More and more firms are hopping on the digital trade train.
The Coin Telegraph reports that the government of Singapore, the International Chamber of Commerce, and 16 other institutions have joined forces to ramp up adoption of digital trade technologies in trade and commerce.
Financial services giants such as Mastercard, DBS Bank, and Tokio Marine have joined the initiative, which counts Japanese conglomerates Mitsubishi and the Marubeni Corporation as partners.
The new partnership is part of the ICC TradeFlow Alliance which uses the digital trade platform TradeTrust built by Singapore-based blockchain company Perlin. The impetus behind the initiative is to transit from paper-based systems to digitally-enabled trade, which will purportedly cut time and operational costs, as well as reduce incidences of fraud and human error.
Distributed ledger technology appears to be among the main mediums of the alliance, with DBS Bank commenting that “digital technologies, especially distributed ledger, are well geared” to remedy the issues that currently plague trade and trade finance.
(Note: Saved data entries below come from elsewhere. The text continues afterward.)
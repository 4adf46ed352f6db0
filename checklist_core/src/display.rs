//! Presentation helpers shared by every renderer: due-date badges, date
//! formatting, notes previews and the due-date input parser.

use chrono::NaiveDate;
use serde::{Deserialize, Serialize};

use crate::errors::{ChecklistError, ChecklistResult};

/// A due date within this many days (and not past) is "due soon".
pub const DUE_SOON_DAYS: i64 = 7;

/// Characters kept in the notes preview before `...` is appended.
pub const NOTES_PREVIEW_CHARS: usize = 50;

/// Colouring class of a due-date badge.
#[derive(Debug, Clone, Copy, PartialEq, Eq, Serialize, Deserialize)]
pub enum DueStatus {
    /// Due date already passed
    Overdue,
    /// Due within [`DUE_SOON_DAYS`]
    DueSoon,
    /// Far enough away to need no highlight
    Scheduled,
}

impl DueStatus {
    /// Classify a due date against `today`.
    ///
    /// Returns `None` when there is no due date (no badge is shown).
    ///
    /// ```rust
    /// use chrono::NaiveDate;
    /// use checklist_core::display::DueStatus;
    ///
    /// let today = NaiveDate::from_ymd_opt(2026, 10, 19).unwrap();
    /// let due = NaiveDate::from_ymd_opt(2026, 10, 22);
    /// assert_eq!(DueStatus::classify(due, today), Some(DueStatus::DueSoon));
    /// ```
    pub fn classify(due_date: Option<NaiveDate>, today: NaiveDate) -> Option<DueStatus> {
        let due = due_date?;
        let days_left = (due - today).num_days();
        Some(if days_left < 0 {
            DueStatus::Overdue
        } else if days_left <= DUE_SOON_DAYS {
            DueStatus::DueSoon
        } else {
            DueStatus::Scheduled
        })
    }

    /// CSS-style class name, handy for logs and snapshot tests
    pub fn class_name(&self) -> &'static str {
        match self {
            DueStatus::Overdue => "overdue",
            DueStatus::DueSoon => "due-soon",
            DueStatus::Scheduled => "",
        }
    }
}

/// `5 Mar 2026`
pub fn format_date(date: NaiveDate) -> String {
    date.format("%-d %b %Y").to_string()
}

/// Truncate to `max_chars` characters, appending `...` when cut.
pub fn truncate(text: &str, max_chars: usize) -> String {
    match text.char_indices().nth(max_chars) {
        Some((cut, _)) => format!("{}...", &text[..cut]),
        None => text.to_string(),
    }
}

/// Notes preview for a document card
pub fn notes_preview(notes: &str) -> String {
    truncate(notes, NOTES_PREVIEW_CHARS)
}

/// `Valid for 90 days`
pub fn validity_hint(days: u32) -> String {
    format!("Valid for {days} days")
}

/// Parse the due-date input field: empty clears the date, otherwise `YYYY-MM-DD`.
pub fn parse_due_date_input(raw: &str) -> ChecklistResult<Option<NaiveDate>> {
    let raw = raw.trim();
    if raw.is_empty() {
        return Ok(None);
    }
    NaiveDate::parse_from_str(raw, "%Y-%m-%d")
        .map(Some)
        .map_err(|e| ChecklistError::invalid_input("due_date", raw, format!("expected YYYY-MM-DD ({e})")))
}

#[cfg(test)]
mod tests {
    use super::*;
    use chrono::Duration;

    fn today() -> NaiveDate {
        NaiveDate::from_ymd_opt(2026, 10, 19).unwrap()
    }

    #[test]
    fn test_badge_classification() {
        let t = today();
        assert_eq!(DueStatus::classify(Some(t - Duration::days(1)), t), Some(DueStatus::Overdue));
        assert_eq!(DueStatus::classify(Some(t + Duration::days(3)), t), Some(DueStatus::DueSoon));
        assert_eq!(DueStatus::classify(Some(t + Duration::days(30)), t), Some(DueStatus::Scheduled));
        assert_eq!(DueStatus::classify(None, t), None);
    }

    #[test]
    fn test_badge_boundaries() {
        let t = today();
        assert_eq!(DueStatus::classify(Some(t), t), Some(DueStatus::DueSoon));
        assert_eq!(DueStatus::classify(Some(t + Duration::days(7)), t), Some(DueStatus::DueSoon));
        assert_eq!(DueStatus::classify(Some(t + Duration::days(8)), t), Some(DueStatus::Scheduled));
    }

    #[test]
    fn test_class_names() {
        assert_eq!(DueStatus::Overdue.class_name(), "overdue");
        assert_eq!(DueStatus::DueSoon.class_name(), "due-soon");
        assert_eq!(DueStatus::Scheduled.class_name(), "");
    }

    #[test]
    fn test_format_date() {
        let d = NaiveDate::from_ymd_opt(2026, 3, 5).unwrap();
        assert_eq!(format_date(d), "5 Mar 2026");
        let d = NaiveDate::from_ymd_opt(2026, 12, 25).unwrap();
        assert_eq!(format_date(d), "25 Dec 2026");
    }

    #[test]
    fn test_truncate() {
        assert_eq!(truncate("short", 50), "short");
        let exact = "x".repeat(50);
        assert_eq!(truncate(&exact, 50), exact);
        let long = "y".repeat(51);
        assert_eq!(truncate(&long, 50), format!("{}...", "y".repeat(50)));
    }

    #[test]
    fn test_truncate_counts_chars_not_bytes() {
        let accented = "é".repeat(60);
        let preview = notes_preview(&accented);
        assert_eq!(preview.chars().count(), 53);
        assert!(preview.ends_with("..."));
    }

    #[test]
    fn test_parse_due_date_input() {
        assert_eq!(parse_due_date_input("").unwrap(), None);
        assert_eq!(parse_due_date_input("  ").unwrap(), None);
        assert_eq!(
            parse_due_date_input("2026-11-02").unwrap(),
            NaiveDate::from_ymd_opt(2026, 11, 2)
        );
        let err = parse_due_date_input("02/11/2026").unwrap_err();
        assert_eq!(err.error_code(), "INVALID_INPUT");
    }

    #[test]
    fn test_validity_hint() {
        assert_eq!(validity_hint(90), "Valid for 90 days");
    }
}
ICC TradeFlow will reportedly be built on Singapore’s TradeTrust network, “a multilateral, open, legal and technical framework that purportedly enables interoperability across different trade platforms and formats for exchanging trade documents on a public blockchain.”
Singapore in this case will act through its digitization and trade authorities, namely Infocomm Media Development Authority and Enterprise Singapore. The two will market the platform and launch pilots based on deals going through the Lion City.
Currently the ICC TradeFlow pilot has slashed transaction times from 45 days to 20 days, far from its 24 hour transaction time goal but significantly less time than normally needed.